Archive for the ‘Ideas’ Category

Logo Design for the Open Source Rebol Project

Friday, January 11th, 2013

After decades of pondering and implementation, the Rebol programming language quietly went open source on December 12th, 2012 (12-12-12). The language’s chief designer, Carl Sassenrath (of AmigaOS fame), had this to say:

You probably thought the source release would never happen? Am I right?

Well, it’s there now in github. This is preliminary.
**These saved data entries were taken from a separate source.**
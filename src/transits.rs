//! Run-length collapse of daily position samples into transit intervals.
//!
//! Samples arrive chronologically sorted per planet; insertion order is the
//! only valid order and out-of-order dates are a precondition violation, not
//! something to silently repair.

use chrono::NaiveDate;
use serde::{Deserialize, Serialize};
use std::collections::HashMap;
use thiserror::Error;

use crate::{CelestialBody, CelestialPosition, House, HouseCusp};

/// Default distance (degrees) from a cusp or sign edge inside which a sample
/// is tagged entering or leaving.
pub const DEFAULT_BOUNDARY_THRESHOLD: f64 = 3.0;

#[derive(Debug, Copy, Clone, PartialEq, Eq, Hash, Serialize, Deserialize)]
pub enum BoundaryTag {
    Entering,
    Leaving,
    Transiting,
}

#[derive(Debug, Copy, Clone, PartialEq, Eq, Hash, Serialize, Deserialize)]
pub enum TrackBy {
    House,
    Sign,
}

#[derive(Debug, Clone, Copy, PartialEq, Serialize, Deserialize)]
pub struct DailySample {
    pub date: NaiveDate,
    pub position: CelestialPosition,
}

/// One contiguous stretch of same-house (or same-sign) occupancy. A single
/// sample yields a zero-length interval with `start == end`.
#[derive(Debug, Clone, PartialEq, Serialize, Deserialize)]
pub struct TransitInterval {
    pub planet: CelestialBody,
    pub value: u8,
    pub start: NaiveDate,
    pub end: NaiveDate,
    pub boundary: BoundaryTag,
}

#[derive(Debug, Error, PartialEq)]
pub enum TransitError {
    #[error("samples for {body} are out of order at {date}")]
    OutOfOrderSamples { body: CelestialBody, date: NaiveDate },
    #[error("chart carries no usable house cusps")]
    NoCusps,
}

// ---------------------------
// ## House Membership
// ---------------------------

/// House containing `degree`. Wrap-around past the 12th house is handled by
/// a synthetic 13th cusp at `first.degree + 360` during the scan; the
/// synthetic cusp never appears in any output.
pub fn house_of(degree: f64, cusps: &[HouseCusp]) -> Option<House> {
    if cusps.is_empty() {
        return None;
    }
    let mut sorted: Vec<(f64, House)> = cusps.iter().map(|c| (c.degree, c.house)).collect();
    sorted.sort_by(|a, b| a.0.total_cmp(&b.0));

    let degree = degree.rem_euclid(360.0);
    let unwrapped = if degree < sorted[0].0 {
        degree + 360.0
    } else {
        degree
    };
    let sentinel = sorted[0].0 + 360.0;
    for (i, &(cusp_degree, house)) in sorted.iter().enumerate() {
        let next = sorted.get(i + 1).map(|&(d, _)| d).unwrap_or(sentinel);
        if unwrapped >= cusp_degree && unwrapped < next {
            return Some(house);
        }
    }
    None
}

// ---------------------------
// ## Boundary Tagging
// ---------------------------

/// Tag relative to the current sign's edges. The trailing edge is the one
/// crossed to enter the sign (below for prograde motion, above for
/// retrograde); being within `threshold` of it means Entering, within
/// `threshold` of the leading edge means Leaving.
pub fn sign_boundary_tag(position: &CelestialPosition, threshold: f64) -> BoundaryTag {
    let into_sign = position.norm_degree;
    let until_next = 30.0 - position.norm_degree;
    let (trailing, leading) = if position.is_retrograde {
        (until_next, into_sign)
    } else {
        (into_sign, until_next)
    };
    if trailing < threshold {
        BoundaryTag::Entering
    } else if leading < threshold {
        BoundaryTag::Leaving
    } else {
        BoundaryTag::Transiting
    }
}

/// Same rule against the current house's two cusps.
pub fn house_boundary_tag(
    position: &CelestialPosition,
    cusps: &[HouseCusp],
    threshold: f64,
) -> BoundaryTag {
    let Some(house) = house_of(position.full_degree, cusps) else {
        return BoundaryTag::Transiting;
    };
    let Some(own) = cusps.iter().find(|c| c.house == house) else {
        return BoundaryTag::Transiting;
    };
    let next_house = House::from_index(house.index() % 12 + 1).unwrap_or(House::First);
    let Some(next) = cusps.iter().find(|c| c.house == next_house) else {
        return BoundaryTag::Transiting;
    };

    let into_house = (position.full_degree - own.degree).rem_euclid(360.0);
    let until_next = (next.degree - position.full_degree).rem_euclid(360.0);
    let (trailing, leading) = if position.is_retrograde {
        (until_next, into_house)
    } else {
        (into_house, until_next)
    };
    if trailing < threshold {
        BoundaryTag::Entering
    } else if leading < threshold {
        BoundaryTag::Leaving
    } else {
        BoundaryTag::Transiting
    }
}

/// Both tags for one sample, as the house-transit code family consumes them.
pub fn boundary_tags(
    position: &CelestialPosition,
    cusps: &[HouseCusp],
    threshold: f64,
) -> (BoundaryTag, BoundaryTag) {
    (
        sign_boundary_tag(position, threshold),
        house_boundary_tag(position, cusps, threshold),
    )
}

// ---------------------------
// ## Interval Tracking
// ---------------------------

struct OpenInterval {
    value: u8,
    start: NaiveDate,
    end: NaiveDate,
    boundary: BoundaryTag,
}

/// Collapses chronologically ordered daily samples into occupancy intervals
/// per planet. Boundary tags come from each interval's first sample, not
/// from interval membership.
pub fn track_intervals(
    samples: &[DailySample],
    by: TrackBy,
    cusps: &[HouseCusp],
    threshold: f64,
) -> Result<HashMap<CelestialBody, Vec<TransitInterval>>, TransitError> {
    if cusps.is_empty() {
        return Err(TransitError::NoCusps);
    }

    let mut finished: HashMap<CelestialBody, Vec<TransitInterval>> = HashMap::new();
    let mut open: HashMap<CelestialBody, OpenInterval> = HashMap::new();

    for sample in samples {
        let body = sample.position.body;
        let value = match by {
            TrackBy::House => house_of(sample.position.full_degree, cusps)
                .ok_or(TransitError::NoCusps)?
                .index() as u8,
            TrackBy::Sign => sample.position.sign.index() as u8,
        };
        let tag = match by {
            TrackBy::House => house_boundary_tag(&sample.position, cusps, threshold),
            TrackBy::Sign => sign_boundary_tag(&sample.position, threshold),
        };

        match open.get_mut(&body) {
            Some(current) => {
                if sample.date < current.end {
                    return Err(TransitError::OutOfOrderSamples {
                        body,
                        date: sample.date,
                    });
                }
                if current.value == value {
                    current.end = sample.date;
                } else {
                    let closed = std::mem::replace(
                        current,
                        OpenInterval {
                            value,
                            start: sample.date,
                            end: sample.date,
                            boundary: tag,
                        },
                    );
                    finished.entry(body).or_default().push(TransitInterval {
                        planet: body,
                        value: closed.value,
                        start: closed.start,
                        end: closed.end,
                        boundary: closed.boundary,
                    });
                }
            }
            None => {
                open.insert(
                    body,
                    OpenInterval {
                        value,
                        start: sample.date,
                        end: sample.date,
                        boundary: tag,
                    },
                );
            }
        }
    }

    for (body, current) in open {
        finished.entry(body).or_default().push(TransitInterval {
            planet: body,
            value: current.value,
            start: current.start,
            end: current.end,
            boundary: current.boundary,
        });
    }
    Ok(finished)
}

#[cfg(test)]
mod tests {
    use super::*;
    use crate::ZodiacSign;

    fn equal_cusps() -> Vec<HouseCusp> {
        House::all()
            .enumerate()
            .map(|(i, house)| HouseCusp {
                house,
                sign: ZodiacSign::from_longitude(i as f64 * 30.0),
                degree: i as f64 * 30.0,
            })
            .collect()
    }

    /// Cusps rotated so the 1st house starts late in the circle and the 12th
    /// wraps through 0°.
    fn rotated_cusps() -> Vec<HouseCusp> {
        House::all()
            .enumerate()
            .map(|(i, house)| {
                let degree = (340.0 + i as f64 * 30.0).rem_euclid(360.0);
                HouseCusp {
                    house,
                    sign: ZodiacSign::from_longitude(degree),
                    degree,
                }
            })
            .collect()
    }

    fn day(d: u32) -> NaiveDate {
        NaiveDate::from_ymd_opt(2024, 3, d).unwrap()
    }

    fn sample(d: u32, degree: f64) -> DailySample {
        DailySample {
            date: day(d),
            position: CelestialPosition::new(CelestialBody::Mars, degree, House::First, false),
        }
    }

    #[test]
    fn house_membership_handles_wraparound() {
        let cusps = rotated_cusps();
        assert_eq!(house_of(345.0, &cusps), Some(House::First));
        assert_eq!(house_of(5.0, &cusps), Some(House::First));
        assert_eq!(house_of(15.0, &cusps), Some(House::Second));
        assert_eq!(house_of(335.0, &cusps), Some(House::Twelfth));
    }

    #[test]
    fn same_house_run_merges_into_one_interval() {
        let samples: Vec<DailySample> =
            (1..=5).map(|d| sample(d, 40.0 + d as f64)).collect();
        let intervals =
            track_intervals(&samples, TrackBy::House, &equal_cusps(), 3.0).unwrap();
        let mars = &intervals[&CelestialBody::Mars];
        assert_eq!(mars.len(), 1);
        assert_eq!(mars[0].value, 2);
        assert_eq!(mars[0].start, day(1));
        assert_eq!(mars[0].end, day(5));
    }

    #[test]
    fn occupancy_change_opens_a_new_interval() {
        let degrees = [55.0, 57.0, 59.0, 61.0, 63.0, 91.0];
        let samples: Vec<DailySample> = degrees
            .iter()
            .enumerate()
            .map(|(i, &deg)| sample(i as u32 + 1, deg))
            .collect();
        let intervals =
            track_intervals(&samples, TrackBy::House, &equal_cusps(), 3.0).unwrap();
        let mars = &intervals[&CelestialBody::Mars];
        // Two occupancy changes in six samples: three intervals.
        assert_eq!(mars.len(), 3);
        assert_eq!(mars[0].value, 2);
        assert_eq!(mars[0].end, day(3));
        assert_eq!(mars[1].value, 3);
        assert_eq!(mars[1].start, day(4));
        assert_eq!(mars[1].end, day(5));
        assert_eq!(mars[2].value, 4);
        assert_eq!(mars[2].start, day(6));
        assert_eq!(mars[2].end, day(6));
    }

    #[test]
    fn single_sample_yields_zero_length_interval() {
        let samples = vec![sample(7, 100.0)];
        let intervals =
            track_intervals(&samples, TrackBy::Sign, &equal_cusps(), 3.0).unwrap();
        let mars = &intervals[&CelestialBody::Mars];
        assert_eq!(mars.len(), 1);
        assert_eq!(mars[0].start, mars[0].end);
        assert_eq!(mars[0].value, ZodiacSign::Cancer.index() as u8);
    }

    #[test]
    fn out_of_order_samples_are_rejected() {
        let samples = vec![sample(5, 40.0), sample(3, 41.0)];
        assert_eq!(
            track_intervals(&samples, TrackBy::House, &equal_cusps(), 3.0).unwrap_err(),
            TransitError::OutOfOrderSamples {
                body: CelestialBody::Mars,
                date: day(3)
            }
        );
    }

    #[test]
    fn first_day_in_a_new_house_tags_entering() {
        let degrees = [58.5, 61.0];
        let samples: Vec<DailySample> = degrees
            .iter()
            .enumerate()
            .map(|(i, &deg)| sample(i as u32 + 1, deg))
            .collect();
        let intervals =
            track_intervals(&samples, TrackBy::House, &equal_cusps(), 3.0).unwrap();
        let mars = &intervals[&CelestialBody::Mars];
        assert_eq!(mars.len(), 2);
        // 58.5° is within 3° of the 60° cusp ahead: leaving.
        assert_eq!(mars[0].boundary, BoundaryTag::Leaving);
        // 61.0° just crossed that cusp: entering on the interval's first day.
        assert_eq!(mars[1].boundary, BoundaryTag::Entering);
    }

    #[test]
    fn retrograde_swaps_entering_and_leaving() {
        let direct = CelestialPosition::new(CelestialBody::Mars, 61.0, House::Third, false);
        let retro = CelestialPosition::new(CelestialBody::Mars, 61.0, House::Third, true);
        assert_eq!(sign_boundary_tag(&direct, 3.0), BoundaryTag::Entering);
        assert_eq!(sign_boundary_tag(&retro, 3.0), BoundaryTag::Leaving);
    }

    #[test]
    fn mid_sign_is_plain_transiting() {
        let pos = CelestialPosition::new(CelestialBody::Mars, 75.0, House::Third, false);
        assert_eq!(sign_boundary_tag(&pos, 3.0), BoundaryTag::Transiting);
        assert_eq!(
            house_boundary_tag(&pos, &equal_cusps(), 3.0),
            BoundaryTag::Transiting
        );
    }
}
Once I know some of you have built it successfully, I’ll make a more public announcement and add a tarball for download from rebol.com.

I’ll check in here for several minutes every night to respond to any questions.
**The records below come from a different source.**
//! Deterministic chart-analysis core for the stellium platform.
//!
//! Everything here is pure computation over in-memory data: positions and
//! cusps arrive from the external ephemeris service, reference codes and
//! natural-language facts flow out to the generation layer. No I/O, no
//! persistence, no rendering.

use serde::{Deserialize, Serialize};
use std::fmt;
use thiserror::Error;

pub mod aspects;
pub mod codes;
pub mod decode;
pub mod grounding;
pub mod patterns;
pub mod transits;

pub use aspects::{
    classify_degrees, separation, AspectInfo, AspectType, OrbClass, OrbProfile, Phase,
};
pub use codes::{
    AspectFact, EncodeError, HouseRulerFact, HouseTransitFact, PlacementFact, GRAMMAR_VERSION,
};
pub use decode::{decode, decode_corpus, describe, DecodeError, DecodedFact};
pub use grounding::{
    GenerationError, GenerationProvider, GroundingCorpus, GroundingError, RetryGate, Validator,
};
pub use patterns::{classify_span, ChartPattern};
pub use transits::{
    house_of, track_intervals, BoundaryTag, DailySample, TrackBy, TransitError, TransitInterval,
};

// ---------------------------
// ## Enumerations
// ---------------------------

#[derive(Debug, Copy, Clone, PartialEq, Eq, Hash, Serialize, Deserialize)]
pub enum CelestialBody {
    Sun,
    Moon,
    Mercury,
    Venus,
    Mars,
    Jupiter,
    Saturn,
    Uranus,
    Neptune,
    Pluto,
    NorthNode,
    SouthNode,
    Chiron,
    Ascendant,
    Midheaven,
    PartOfFortune,
}

impl CelestialBody {
    pub fn iter() -> impl Iterator<Item = CelestialBody> {
        [
            CelestialBody::Sun,
            CelestialBody::Moon,
            CelestialBody::Mercury,
            CelestialBody::Venus,
            CelestialBody::Mars,
            CelestialBody::Jupiter,
            CelestialBody::Saturn,
            CelestialBody::Uranus,
            CelestialBody::Neptune,
            CelestialBody::Pluto,
            CelestialBody::NorthNode,
            CelestialBody::SouthNode,
            CelestialBody::Chiron,
            CelestialBody::Ascendant,
            CelestialBody::Midheaven,
            CelestialBody::PartOfFortune,
        ]
        .iter()
        .copied()
    }

    /// Bodies that actually move through the zodiac day to day. The chart
    /// axes and the Part of Fortune are derived points and never transit.
    pub fn is_transiting_body(&self) -> bool {
        !matches!(
            self,
            CelestialBody::Ascendant | CelestialBody::Midheaven | CelestialBody::PartOfFortune
        )
    }

    /// Resolves an external API name. Tolerant of case and spacing, closed
    /// over the table above.
    pub fn from_name(name: &str) -> Option<CelestialBody> {
        let key: String = name
            .chars()
            .filter(|c| !c.is_whitespace() && *c != '_')
            .collect::<String>()
            .to_ascii_lowercase();
        match key.as_str() {
            "sun" => Some(CelestialBody::Sun),
            "moon" => Some(CelestialBody::Moon),
            "mercury" => Some(CelestialBody::Mercury),
            "venus" => Some(CelestialBody::Venus),
            "mars" => Some(CelestialBody::Mars),
            "jupiter" => Some(CelestialBody::Jupiter),
            "saturn" => Some(CelestialBody::Saturn),
            "uranus" => Some(CelestialBody::Uranus),
            "neptune" => Some(CelestialBody::Neptune),
            "pluto" => Some(CelestialBody::Pluto),
            "northnode" | "truenode" | "node" => Some(CelestialBody::NorthNode),
            "southnode" => Some(CelestialBody::SouthNode),
            "chiron" => Some(CelestialBody::Chiron),
            "ascendant" | "asc" => Some(CelestialBody::Ascendant),
            "midheaven" | "mc" => Some(CelestialBody::Midheaven),
            "partoffortune" | "fortuna" => Some(CelestialBody::PartOfFortune),
            _ => None,
        }
    }
}

impl fmt::Display for CelestialBody {
    fn fmt(&self, f: &mut fmt::Formatter) -> fmt::Result {
        let name = match self {
            CelestialBody::Sun => "Sun",
            CelestialBody::Moon => "Moon",
            CelestialBody::Mercury => "Mercury",
            CelestialBody::Venus => "Venus",
            CelestialBody::Mars => "Mars",
            CelestialBody::Jupiter => "Jupiter",
            CelestialBody::Saturn => "Saturn",
            CelestialBody::Uranus => "Uranus",
            CelestialBody::Neptune => "Neptune",
            CelestialBody::Pluto => "Pluto",
            CelestialBody::NorthNode => "North Node",
            CelestialBody::SouthNode => "South Node",
            CelestialBody::Chiron => "Chiron",
            CelestialBody::Ascendant => "Ascendant",
            CelestialBody::Midheaven => "Midheaven",
            CelestialBody::PartOfFortune => "Part of Fortune",
        };
        write!(f, "{}", name)
    }
}

#[derive(Debug, Copy, Clone, PartialEq, Eq, Hash, Serialize, Deserialize)]
pub enum ZodiacSign {
    Aries = 0,
    Taurus,
    Gemini,
    Cancer,
    Leo,
    Virgo,
    Libra,
    Scorpio,
    Sagittarius,
    Capricorn,
    Aquarius,
    Pisces,
}

impl ZodiacSign {
    pub fn from_longitude(longitude: f64) -> Self {
        let normalized_longitude = longitude.rem_euclid(360.0);
        let sign_index = (normalized_longitude / 30.0).floor() as usize;
        ZodiacSign::from_index(sign_index).unwrap_or(ZodiacSign::Pisces)
    }

    pub fn from_index(index: usize) -> Option<ZodiacSign> {
        match index {
            0 => Some(ZodiacSign::Aries),
            1 => Some(ZodiacSign::Taurus),
            2 => Some(ZodiacSign::Gemini),
            3 => Some(ZodiacSign::Cancer),
            4 => Some(ZodiacSign::Leo),
            5 => Some(ZodiacSign::Virgo),
            6 => Some(ZodiacSign::Libra),
            7 => Some(ZodiacSign::Scorpio),
            8 => Some(ZodiacSign::Sagittarius),
            9 => Some(ZodiacSign::Capricorn),
            10 => Some(ZodiacSign::Aquarius),
            11 => Some(ZodiacSign::Pisces),
            _ => None,
        }
    }

    pub fn index(&self) -> usize {
        *self as usize
    }

    /// Modern rulership table.
    pub fn ruler(&self) -> CelestialBody {
        match self {
            ZodiacSign::Aries => CelestialBody::Mars,
            ZodiacSign::Taurus => CelestialBody::Venus,
            ZodiacSign::Gemini => CelestialBody::Mercury,
            ZodiacSign::Cancer => CelestialBody::Moon,
            ZodiacSign::Leo => CelestialBody::Sun,
            ZodiacSign::Virgo => CelestialBody::Mercury,
            ZodiacSign::Libra => CelestialBody::Venus,
            ZodiacSign::Scorpio => CelestialBody::Pluto,
            ZodiacSign::Sagittarius => CelestialBody::Jupiter,
            ZodiacSign::Capricorn => CelestialBody::Saturn,
            ZodiacSign::Aquarius => CelestialBody::Uranus,
            ZodiacSign::Pisces => CelestialBody::Neptune,
        }
    }
}

impl fmt::Display for ZodiacSign {
    fn fmt(&self, f: &mut fmt::Formatter) -> fmt::Result {
        let sign_str = match self {
            ZodiacSign::Aries => "Aries",
            ZodiacSign::Taurus => "Taurus",
            ZodiacSign::Gemini => "Gemini",
            ZodiacSign::Cancer => "Cancer",
            ZodiacSign::Leo => "Leo",
            ZodiacSign::Virgo => "Virgo",
            ZodiacSign::Libra => "Libra",
            ZodiacSign::Scorpio => "Scorpio",
            ZodiacSign::Sagittarius => "Sagittarius",
            ZodiacSign::Capricorn => "Capricorn",
            ZodiacSign::Aquarius => "Aquarius",
            ZodiacSign::Pisces => "Pisces",
        };
        write!(f, "{}", sign_str)
    }
}

#[derive(Debug, Copy, Clone, PartialEq, Eq, Hash, Serialize, Deserialize)]
pub enum House {
    First = 1,
    Second,
    Third,
    Fourth,
    Fifth,
    Sixth,
    Seventh,
    Eighth,
    Ninth,
    Tenth,
    Eleventh,
    Twelfth,
}

impl House {
    pub fn from_index(index: usize) -> Option<House> {
        match index {
            1 => Some(House::First),
            2 => Some(House::Second),
            3 => Some(House::Third),
            4 => Some(House::Fourth),
            5 => Some(House::Fifth),
            6 => Some(House::Sixth),
            7 => Some(House::Seventh),
            8 => Some(House::Eighth),
            9 => Some(House::Ninth),
            10 => Some(House::Tenth),
            11 => Some(House::Eleventh),
            12 => Some(House::Twelfth),
            _ => None,
        }
    }

    pub fn index(&self) -> usize {
        *self as usize
    }

    pub fn all() -> impl Iterator<Item = House> {
        (1..=12).filter_map(House::from_index)
    }

    pub fn ordinal(&self) -> &'static str {
        match self {
            House::First => "1st",
            House::Second => "2nd",
            House::Third => "3rd",
            House::Fourth => "4th",
            House::Fifth => "5th",
            House::Sixth => "6th",
            House::Seventh => "7th",
            House::Eighth => "8th",
            House::Ninth => "9th",
            House::Tenth => "10th",
            House::Eleventh => "11th",
            House::Twelfth => "12th",
        }
    }
}

// ---------------------------
// ## Chart Data Model
// ---------------------------

/// One body's position at a single timestamp. `norm_degree` and `sign` are
/// always derived from `full_degree`, never trusted from the caller.
#[derive(Debug, Clone, Copy, PartialEq, Serialize, Deserialize)]
pub struct CelestialPosition {
    pub body: CelestialBody,
    pub full_degree: f64,
    pub norm_degree: f64,
    pub sign: ZodiacSign,
    pub house: House,
    pub is_retrograde: bool,
}

impl CelestialPosition {
    pub fn new(body: CelestialBody, full_degree: f64, house: House, is_retrograde: bool) -> Self {
        let full_degree = full_degree.rem_euclid(360.0);
        CelestialPosition {
            body,
            full_degree,
            norm_degree: full_degree.rem_euclid(30.0),
            sign: ZodiacSign::from_longitude(full_degree),
            house,
            is_retrograde,
        }
    }
}

#[derive(Debug, Clone, Copy, PartialEq, Serialize, Deserialize)]
pub struct HouseCusp {
    pub house: House,
    pub sign: ZodiacSign,
    pub degree: f64,
}

// ---------------------------
// ## Ingestion Boundary
// ---------------------------

/// Position record exactly as the external ephemeris API delivers it. Every
/// field the wire could omit is an `Option`; conversion fails fast instead of
/// guessing.
#[derive(Debug, Clone, Default, Deserialize)]
#[serde(rename_all = "camelCase", default)]
pub struct RawPosition {
    pub name: Option<String>,
    pub full_degree: Option<f64>,
    pub norm_degree: Option<f64>,
    pub sign: Option<String>,
    pub house: Option<u8>,
    pub is_retro: Option<bool>,
    pub speed: Option<f64>,
}

#[derive(Debug, Clone, Default, Deserialize)]
#[serde(rename_all = "camelCase", default)]
pub struct RawCusp {
    pub house: Option<u8>,
    pub sign: Option<String>,
    pub degree: Option<f64>,
}

#[derive(Debug, Error, PartialEq)]
pub enum ChartError {
    #[error("incomplete chart data: {record} is missing `{field}`")]
    IncompleteChartData { record: String, field: &'static str },
    #[error("unknown celestial body `{0}` in chart data")]
    UnknownBody(String),
    #[error("chart must carry exactly 12 house cusps, got {0}")]
    WrongCuspCount(usize),
    #[error("duplicate or missing cusp for the {0} house")]
    DuplicateCusp(&'static str),
}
Let’s see what happens… Who will be the first to port it to Android?

Within 8 days, German developers at Saphirion had made an experimental Android port. I myself made the minor patch to get Rebol building on HaikuOS. Instructions then came down the line for building on Raspberry Pi, Beagleboard, and Pandaboard.

As people began absorbing the good and bad of the first-ever-sighting of the source code for Rebol, wheels began to turn. By request, one of my pet projects (the redesign of the Rebol logo) was thawed out of its 3-year hibernation.

I won’t repeat the long-winded-argument I made years ago for Rebol Technologies replacing its old icon:

Historic Rebol Icon, white R in a Red Square with Purple Target

…with a new icon that I created based on Rebol’s heritage, as well as the notion of bracketed series of words (as in [o]):

New Rebol Icon Suggesting [o]

Rather, I’ll just talk about the issues involved in staging a “design intervention”. of this nature…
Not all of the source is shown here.